** Opening SUPPLIED INFORMATION block **

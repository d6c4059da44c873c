//! # stowage-session
//!
//! Cookie-backed HTTP sessions with pluggable storage.
//!
//! This crate provides:
//! - An opaque, randomly generated session key that is the only thing the
//!   client ever holds
//! - Authenticated encryption (AES-256-GCM) of the cookie value and the
//!   stored payload, with key rotation support
//! - A [`SessionStore`] trait mapping each session to a single backend row,
//!   plus an in-memory implementation for tests and single-process use
//! - Axum middleware that loads the session before the handler and persists
//!   it afterwards, only when it was modified
//!
//! Unreadable cookies never error: a missing, tampered, or stale cookie
//! degrades to a fresh session. Storage failures surface as 500s.
//!
//! ## Modules
//!
//! - [`codec`]: Seal/open cookie values with AES-256-GCM
//! - [`config`]: Session TTL and cookie attribute configuration
//! - [`error`]: Crate error types
//! - [`key`]: Opaque session key generation and parsing
//! - [`memory`]: In-memory store backed by a concurrent map
//! - [`middleware`]: Axum middleware and the `Session` extractor
//! - [`session`]: The per-request session value map
//! - [`store`]: The `SessionStore` trait and persistence record
//!
//! ## Example
//!
//! ```ignore
//! use std::sync::Arc;
//!
//! use axum::{Router, middleware, routing::get};
//! use stowage_session::{
//!     MemoryStore, Session, SessionCodec, SessionConfig, SessionState, session_middleware,
//! };
//!
//! async fn visits(session: Session) -> String {
//!     let visits: u32 = session.get("visits").await.unwrap_or(0) + 1;
//!     session.insert("visits", visits).await.unwrap();
//!     format!("visit #{visits}")
//! }
//!
//! let state = SessionState::new(
//!     Arc::new(MemoryStore::new()),
//!     SessionCodec::new(SessionCodec::generate_key()),
//!     SessionConfig::default(),
//! );
//!
//! let app: Router = Router::new()
//!     .route("/", get(visits))
//!     .layer(middleware::from_fn_with_state(state, session_middleware));
//! ```

pub mod codec;
pub mod config;
pub mod error;
pub mod key;
pub mod memory;
pub mod middleware;
pub mod session;
pub mod store;

pub use codec::{CodecError, KEY_SIZE, SessionCodec};
pub use config::{ConfigError, CookieConfig, SessionConfig};
pub use error::SessionError;
pub use key::{InvalidSessionKey, SessionKey};
pub use memory::MemoryStore;
pub use middleware::{SessionState, session_middleware};
pub use session::Session;
pub use store::{SessionRecord, SessionStore, StoreError};

/// Result type for session operations
pub type SessionResult<T> = Result<T, SessionError>;
//! Session key generation and validation.
//!
//! A session key is the primary key of the persisted session row. Keys carry
//! 256 bits of CSPRNG entropy and travel only inside the sealed cookie, never
//! in the clear.

use std::fmt;

use base64::{Engine, engine::general_purpose::URL_SAFE_NO_PAD as BASE64URL};
use rand::RngCore;
use serde::{Deserialize, Deserializer, Serialize};

/// Raw entropy per key (256 bits).
pub const KEY_BYTES: usize = 32;

/// Length of the encoded form: unpadded URL-safe base64 of 32 bytes.
pub const ENCODED_KEY_LEN: usize = 43;

/// An opaque session identifier.
///
/// Stored in its encoded form so it can be bound to SQL parameters and used
/// as a map key without re-encoding. Deserialization goes through
/// [`SessionKey::parse`], so a key that exists always satisfies the length
/// and alphabet invariants.
#[derive(Debug, Clone, PartialEq, Eq, Hash, Serialize)]
#[serde(transparent)]
pub struct SessionKey(String);

impl SessionKey {
    /// Generates a new random key.
    #[must_use]
    pub fn generate() -> Self {
        let mut bytes = [0u8; KEY_BYTES];
        rand::thread_rng().fill_bytes(&mut bytes);
        Self(BASE64URL.encode(bytes))
    }

    /// Parses an encoded key, rejecting anything that is not exactly
    /// [`KEY_BYTES`] of URL-safe base64.
    ///
    /// # Errors
    ///
    /// Returns [`InvalidSessionKey`] if the input has the wrong length or is
    /// not valid base64.
    pub fn parse(value: &str) -> Result<Self, InvalidSessionKey> {
        if value.len() != ENCODED_KEY_LEN {
            return Err(InvalidSessionKey(format!(
                "expected {} characters, got {}",
                ENCODED_KEY_LEN,
                value.len()
            )));
        }

        let decoded = BASE64URL
            .decode(value)
            .map_err(|e| InvalidSessionKey(format!("not URL-safe base64: {e}")))?;

        if decoded.len() != KEY_BYTES {
            return Err(InvalidSessionKey(format!(
                "expected {} bytes, got {}",
                KEY_BYTES,
                decoded.len()
            )));
        }

        Ok(Self(value.to_string()))
    }

    /// The encoded form, suitable for SQL binds and map keys.
    #[must_use]
    pub fn as_str(&self) -> &str {
        &self.0
    }

    /// A short prefix for log fields, so full keys stay out of logs.
    #[must_use]
    pub fn prefix(&self) -> &str {
        &self.0[..8.min(self.0.len())]
    }
}

impl fmt::Display for SessionKey {
    fn fmt(&self, f: &mut fmt::Formatter<'_>) -> fmt::Result {
        f.write_str(&self.0)
    }
}

impl<'de> Deserialize<'de> for SessionKey {
    fn deserialize<D>(deserializer: D) -> Result<Self, D::Error>
    where
        D: Deserializer<'de>,
    {
        let value = String::deserialize(deserializer)?;
        SessionKey::parse(&value).map_err(serde::de::Error::custom)
    }
}

/// Error returned when a string is not a valid session key.
#[derive(Debug, Clone, PartialEq, Eq, thiserror::Error)]
#[error("Invalid session key: {0}")]
pub struct InvalidSessionKey(String);
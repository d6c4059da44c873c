//! The request-facing session handle.

use std::collections::HashMap;
use std::sync::Arc;

use serde::{Serialize, de::DeserializeOwned};
use serde_json::Value;
use tokio::sync::Mutex;

use crate::error::SessionError;
use crate::key::SessionKey;

#[derive(Debug, Default)]
struct SessionInner {
    values: HashMap<String, Value>,
    modified: bool,
}

/// Handle to the session for one request.
///
/// Cheap to clone; all clones share the same state. The middleware creates
/// one per request, hands it to the handler through request extensions, and
/// persists it afterwards if (and only if) it was modified. Untouched
/// sessions, brand-new ones included, write no row and set no cookie.
///
/// Values are JSON-backed: anything `Serialize`/`Deserialize` goes in and
/// comes out typed.
#[derive(Debug, Clone)]
pub struct Session {
    key: SessionKey,
    fresh: bool,
    inner: Arc<Mutex<SessionInner>>,
}

impl Session {
    /// Creates an empty session with a newly generated key.
    #[must_use]
    pub fn new() -> Self {
        Self {
            key: SessionKey::generate(),
            fresh: true,
            inner: Arc::new(Mutex::new(SessionInner::default())),
        }
    }

    /// Rebuilds a session from its stored serialized form.
    ///
    /// # Errors
    ///
    /// Returns the underlying `serde_json` error if `data` is not a JSON
    /// object. Callers treat that as a corrupt row and start a fresh session
    /// instead of failing the request.
    pub fn decode(key: SessionKey, data: &str) -> Result<Self, serde_json::Error> {
        let values: HashMap<String, Value> = serde_json::from_str(data)?;
        Ok(Self {
            key,
            fresh: false,
            inner: Arc::new(Mutex::new(SessionInner {
                values,
                modified: false,
            })),
        })
    }

    /// Serializes the session values for storage.
    ///
    /// # Errors
    ///
    /// Returns a `Serialization` error if the value map cannot be rendered
    /// as JSON.
    pub async fn encode(&self) -> Result<String, SessionError> {
        let inner = self.inner.lock().await;
        Ok(serde_json::to_string(&inner.values)?)
    }

    /// The session's key.
    #[must_use]
    pub fn key(&self) -> &SessionKey {
        &self.key
    }

    /// Whether this session has no row in the store yet.
    #[must_use]
    pub fn is_new(&self) -> bool {
        self.fresh
    }

    /// Whether a value was inserted, removed, or cleared this request.
    pub async fn is_modified(&self) -> bool {
        self.inner.lock().await.modified
    }

    /// Gets a value, deserialized as `T`.
    ///
    /// Returns `None` when the key is absent or the stored value does not
    /// deserialize as `T`.
    pub async fn get<T: DeserializeOwned>(&self, key: &str) -> Option<T> {
        let inner = self.inner.lock().await;
        let value = inner.values.get(key)?.clone();
        serde_json::from_value(value).ok()
    }

    /// Inserts a value, marking the session modified.
    ///
    /// # Errors
    ///
    /// Returns a `Serialization` error if `value` cannot be converted to
    /// JSON.
    pub async fn insert<T: Serialize>(&self, key: &str, value: T) -> Result<(), SessionError> {
        let value = serde_json::to_value(value)?;
        let mut inner = self.inner.lock().await;
        inner.values.insert(key.to_string(), value);
        inner.modified = true;
        Ok(())
    }

    /// Removes a value, returning it if it was present.
    pub async fn remove(&self, key: &str) -> Option<Value> {
        let mut inner = self.inner.lock().await;
        let removed = inner.values.remove(key);
        if removed.is_some() {
            inner.modified = true;
        }
        removed
    }

    /// Checks whether a key is present.
    pub async fn contains(&self, key: &str) -> bool {
        self.inner.lock().await.values.contains_key(key)
    }

    /// Removes every value.
    ///
    /// Clearing an already-empty session is a no-op and does not mark it
    /// modified, so an untouched new session stays unpersisted.
    pub async fn clear(&self) {
        let mut inner = self.inner.lock().await;
        if !inner.values.is_empty() {
            inner.values.clear();
            inner.modified = true;
        }
    }

    /// Number of stored values.
    pub async fn len(&self) -> usize {
        self.inner.lock().await.values.len()
    }

    /// Whether the session holds no values.
    pub async fn is_empty(&self) -> bool {
        self.inner.lock().await.values.is_empty()
    }
}

impl Default for Session {
    fn default() -> Self {
        Self::new()
    }
}

#[cfg(test)]
mod tests {
    use super::*;
    use serde::Deserialize;

    #[derive(Debug, PartialEq, Serialize, Deserialize)]
    struct Profile {
        name: String,
        visits: u32,
    }

    #[tokio::test]
    async fn test_new_session_is_fresh_and_unmodified() {
        let session = Session::new();
        assert!(session.is_new());
        assert!(!session.is_modified().await);
        assert!(session.is_empty().await);
    }

    #[tokio::test]
    async fn test_insert_and_get_typed() {
        let session = Session::new();
        let profile = Profile {
            name: "amira".to_string(),
            visits: 3,
        };

        session.insert("profile", &profile).await.unwrap();
        assert!(session.is_modified().await);
        assert_eq!(session.len().await, 1);

        let loaded: Profile = session.get("profile").await.unwrap();
        assert_eq!(loaded, profile);
    }

    #[tokio::test]
    async fn test_get_with_wrong_type_returns_none() {
        let session = Session::new();
        session.insert("count", 7u32).await.unwrap();

        let as_string: Option<String> = session.get("count").await;
        assert!(as_string.is_none());

        let as_number: Option<u32> = session.get("count").await;
        assert_eq!(as_number, Some(7));
    }

    #[tokio::test]
    async fn test_remove_marks_modified_only_when_present() {
        let session = Session::new();
        assert!(session.remove("missing").await.is_none());
        assert!(!session.is_modified().await);

        session.insert("flag", true).await.unwrap();
        assert!(session.remove("flag").await.is_some());
        assert!(session.is_modified().await);
    }

    #[tokio::test]
    async fn test_clear_on_empty_session_is_noop() {
        let session = Session::new();
        session.clear().await;
        assert!(!session.is_modified().await);

        session.insert("k", 1).await.unwrap();
        session.clear().await;
        assert!(session.is_empty().await);
        assert!(session.is_modified().await);
    }

    #[tokio::test]
    async fn test_encode_decode_roundtrip() {
        let session = Session::new();
        session.insert("user", "amira").await.unwrap();
        session.insert("count", 2).await.unwrap();

        let data = session.encode().await.unwrap();
        let restored = Session::decode(session.key().clone(), &data).unwrap();

        assert!(!restored.is_new());
        assert!(!restored.is_modified().await);
        assert_eq!(restored.get::<String>("user").await.unwrap(), "amira");
        assert_eq!(restored.get::<u32>("count").await.unwrap(), 2);
    }

    #[test]
    fn test_decode_rejects_non_object_data() {
        let key = SessionKey::generate();
        assert!(Session::decode(key.clone(), "not json").is_err());
        assert!(Session::decode(key.clone(), "[1, 2, 3]").is_err());
        assert!(Session::decode(key, "{}").is_ok());
    }

    #[tokio::test]
    async fn test_clones_share_state() {
        let session = Session::new();
        let clone = session.clone();

        clone.insert("shared", 1).await.unwrap();
        assert!(session.is_modified().await);
        assert_eq!(session.get::<u32>("shared").await, Some(1));
    }
}
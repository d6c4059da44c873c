//! # stowage-postgres
//!
//! PostgreSQL storage backend for `stowage-session`.
//!
//! This crate provides:
//! - [`PostgresSessionStore`]: a [`stowage_session::SessionStore`] keeping
//!   each session in a single row of a configurable table
//! - Idempotent schema setup via [`PostgresSessionStore::create_table_if_missing`]
//! - Connection pool construction from [`PostgresConfig`]
//!
//! ## Usage
//!
//! ```ignore
//! use stowage_postgres::{PostgresConfig, PostgresSessionStore};
//!
//! let config = PostgresConfig::new("postgres://localhost/app");
//! let store = PostgresSessionStore::connect(&config).await?;
//! store.create_table_if_missing().await?;
//! ```

pub mod config;
pub mod pool;
pub mod store;

pub use config::{DEFAULT_TABLE, PostgresConfig};
pub use pool::{PgPool, PgPoolOptions, create_pool};
pub use store::PostgresSessionStore;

** Closing SUPPLIED INFORMATION block **

Using the entries above, work out how many lines contain the string "count". Respond with that number alone.

5